Ici, au Brésil, les mouvements de conservation de l’environnement se sont liés à des mouvements de lutte sociale comme le Mouvement des Sans Terre dans les années 1990, et c’est à cette époque qu’est apparue le terme d’agro-écologie. Des personnes comme Christophe Delanoix, pense que l’agro-écologie est l’appât qui va attirer les futurs révolutionnaires sociaux qui créeront une société plus juste et solidaire.
Je pense que c’est stupide. Je crois qu’historiquement dans différentes régions du monde on peut observer des sociétés plus ou moins agro-écologiques qui étaient injustes. Prenez l’exemple de la Chine médiévale : le système politique était clairement oppresseur, et il reposait pourtant sur une société agricole beaucoup plus agro-écologique qu’elle ne l’est aujourd’hui. A l’inverse, la révolution verte (mise en place d’une agriculture intensive) a permis une nette progression de ce peuple : scolarisation, niveau de vie. Agro-écologie et système politique sont pour moi des choses très différentes.
C’est pour ça qu’il ne faut pas isoler les sciences humaines, dont fait partie l’histoire, de l’agro-écologie.
HM - L’agro-écologie favorise-t-elle une agriculture familiale ?
CAK - Non. La vraie différence entre l’agriculture conventionnelle et un système agro-écologique est une l’échelle utilisée. Il est plus facile de s’occuper d’une surface petite que d’une surface très grande. On ajuste mieux les cultures, on maitrise mieux les rotations, les prédateurs des cultures et les maladies. Sur des grandes surfaces on a tendance à faire des simplifications pour faciliter l’organisation du travail. De ce point de vue, que ce soit une famille ou une entreprise qui cultive la terre, ne change pas grand-chose.
HM - quels impacts et quelles possibilités aurait l’application des concepts agro-écologiques sur le système agro-alimentaire dans sa globalité ?
CAK - C’est une question difficile. L’agriculture conventionnelle repose sur l’emploi d’engrais azotés. Grâce à ces engrais, nous avons fortement augmenté la production de grains. Et c’est ainsi que nous avons augmenté la production et la consommation de produits d’origine animale : nous avons transformé les ruminants en monogastriques. Aux Etats Unis, les animaux sont nourris par un régime basé à 85% sur des grains. Les zones pastorales ont donc peu à peu disparu.

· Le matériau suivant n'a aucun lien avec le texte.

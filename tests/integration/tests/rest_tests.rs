//! REST Integration Tests
//!
//! Calls go through `HttpExecutor` to a local axum server that answers with
//! rate-limit headers.
//!
//! Run with: cargo test -p integration-tests --test rest_tests

use chat_rest::{ApiRequest, RequestOptions, RestClient, RestError};
use integration_tests::fake_api::{CHANNEL_RESET_AFTER, MESSAGE_RETRY_AFTER};
use integration_tests::{rest_config, FakeApi, TEST_TOKEN};
use reqwest::Method;
use serde::Deserialize;
use serde_json::{json, Value};
use std::time::Duration;

#[derive(Debug, Deserialize)]
struct Message {
    id: String,
    channel_id: String,
    content: String,
}

async fn setup() -> (FakeApi, RestClient) {
    let api = FakeApi::start("ws://gateway.test").await.unwrap();
    let client = RestClient::new(TEST_TOKEN, rest_config(&api.base_url())).unwrap();
    (api, client)
}

// ============================================================================
// Request Tests
// ============================================================================

#[tokio::test]
async fn test_gateway_bot() {
    let (api, client) = setup().await;

    let bot = client.gateway_bot().await.unwrap();
    assert_eq!(bot.url, "ws://gateway.test");
    assert_eq!(bot.shards, 2);
    assert_eq!(bot.session_start_limit.remaining, 999);

    let hits = api.hits_for("/gateway/bot");
    assert_eq!(hits.len(), 1);
    assert_eq!(hits[0].method, Method::GET);
    assert_eq!(hits[0].authorization.as_deref(), Some("Bot test-token"));

    client.shutdown();
}

#[tokio::test]
async fn test_audit_reason_is_sent() {
    let (api, client) = setup().await;

    let request = ApiRequest::get("/channels/9").reason("cleanup");
    client.send(request, RequestOptions::default()).await.unwrap();

    let hits = api.hits_for("/channels/9");
    assert_eq!(hits[0].audit_reason.as_deref(), Some("cleanup"));

    client.shutdown();
}

#[tokio::test]
async fn test_not_found_is_api_error() {
    let (api, client) = setup().await;

    let error = client.get::<Value>("/users/1").await.unwrap_err();
    match &error {
        RestError::Api { status, body } => {
            assert_eq!(*status, 404);
            assert!(body.contains("Unknown Channel"));
        }
        other => panic!("unexpected error: {other:?}"),
    }
    assert!(error.was_dispatched());
    assert_eq!(api.hits().len(), 1);

    client.shutdown();
}

// ============================================================================
// Rate Limit Tests
// ============================================================================

#[tokio::test]
async fn test_rate_limited_call_is_retried() {
    let (api, client) = setup().await;

    let message: Message = client
        .post("/channels/1/messages", &json!({"content": "hello"}))
        .await
        .unwrap();
    assert_eq!(message.id, "1");
    assert_eq!(message.channel_id, "1");
    assert_eq!(message.content, "hello");

    let hits = api.hits_for("/channels/1/messages");
    assert_eq!(hits.len(), 2);
    let gap = hits[1].at.duration_since(hits[0].at);
    assert!(
        gap >= Duration::from_secs_f64(MESSAGE_RETRY_AFTER),
        "retried after {gap:?}"
    );

    let stats = client.scheduler().stats();
    assert_eq!(stats.throttled_requests, 1);
    assert_eq!(stats.total_requests, 2);

    client.shutdown();
}

#[tokio::test]
async fn test_exhausted_bucket_delays_next_call() {
    let (api, client) = setup().await;

    client.get::<Value>("/channels/3").await.unwrap();
    let snapshot = client
        .scheduler()
        .bucket("GET /channels/:channel_id")
        .expect("bucket recorded");
    assert_eq!(snapshot.remaining, Some(0));
    assert_eq!(snapshot.limit, Some(1));

    client.get::<Value>("/channels/3").await.unwrap();

    let hits = api.hits_for("/channels/3");
    assert_eq!(hits.len(), 2);
    let gap = hits[1].at.duration_since(hits[0].at);
    // Header precision is milliseconds
    assert!(
        gap >= Duration::from_secs_f64(CHANNEL_RESET_AFTER) - Duration::from_millis(5),
        "second call after {gap:?}"
    );

    client.shutdown();
}

#[tokio::test]
async fn test_channels_share_route_bucket() {
    let (api, client) = setup().await;

    client.get::<Value>("/channels/4").await.unwrap();

    // Channel 5 is the same route, so it waits out channel 4's reset
    client.get::<Value>("/channels/5").await.unwrap();

    let first = api.hits_for("/channels/4");
    let second = api.hits_for("/channels/5");
    assert_eq!((first.len(), second.len()), (1, 1));
    let gap = second[0].at.duration_since(first[0].at);
    assert!(
        gap >= Duration::from_secs_f64(CHANNEL_RESET_AFTER) - Duration::from_millis(5),
        "second channel fetched after {gap:?}"
    );
    assert_eq!(client.scheduler().bucket_count(), 1);

    client.shutdown();
}

#[tokio::test]
async fn test_buckets_do_not_block_each_other() {
    let (api, client) = setup().await;

    client.get::<Value>("/channels/4").await.unwrap();

    // Exhausted channel route must not hold back a different route
    let started = tokio::time::Instant::now();
    let error = client.get::<Value>("/users/5").await.unwrap_err();
    assert!(matches!(error, RestError::Api { status: 404, .. }), "{error:?}");
    assert!(started.elapsed() < Duration::from_secs_f64(CHANNEL_RESET_AFTER));
    assert_eq!(api.hits().len(), 2);

    client.shutdown();
}

#[tokio::test]
async fn test_shutdown_rejects_new_calls() {
    let (api, client) = setup().await;

    client.shutdown();
    let error = client.get::<Value>("/channels/6").await.unwrap_err();
    assert!(!error.was_dispatched(), "unexpected error: {error:?}");
    assert!(api.hits().is_empty());
}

Les conséquences du point de vue de notre demande réprimée de produits carnés sont excellentes. Mais pour notre santé celles sont mauvaises. La majorité des nutritionnistes conseille de réduire notre consommation de produits d’origines animales.
On ne peut satisfaire toute la population mondiale avec notre mode de consommation en suivant des principes agro-écologiques, pas plus qu’on ne le peut avec tout notre arsenal de plantes transgéniques et de biotechnologies.
Si on parle des pays en développement on sous-entend qu’un jour ils auront notre mode de vie. Il est clair aujourd’hui que les citoyens de Côte d’Ivoire ne pourront jamais vivre comme les français. Si tout le monde consommait comme un Nord-américain, il nous faudrait cinq planètes.
Pour ces raisons, il va y avoir une réduction de la consommation de produits carnés. Et ce durant votre génération, que nous le voulions ou non.
On peut nourrir tout le monde en changeant notre façon de nous nourrir. La question est plutôt : la France va-t-elle maintenir sa population bien nourrie en faisant de l’agro-écologie ? Oui, sans problème. Mais par contre l’économie agricole française va devoir évoluer.
HM - le nombre d’agriculteurs va-t-il augmenter ?
CAK - Oui, certainement. Dans l’organisation historique de la société, les agriculteurs sont les plus ignorants, la base de la pyramide sociale. Le terme civilisation vient d’ailleurs du nom « ville » synonyme d’éducation.
Aujourd’hui cela change. Si vous demandez aux citoyens français où ils aimeraient vivre, ils vous répondront que c’est à la campagne. Le travail d’agriculteur écologique est très valorisé socialement. Beaucoup de jeunes se sentent attirés par ce métier et ce mode de vie. Il s’agit là d’un processus de revalorisation de l’agriculture.
Au niveau mondial il y a des différences : au sud du Sahara, en Inde, il vaut mieux fuir les campagnes. Mais dans d’autres régions c’est le contraire.
A l’échelle mondiale, les migrations en direction des villes sont de loin les plus importants, mais il existe une résistance.
Le tout c’est de permettre aux agriculteurs de gagner autant en faisant de l’agriculture que s’ils faisaient autre chose.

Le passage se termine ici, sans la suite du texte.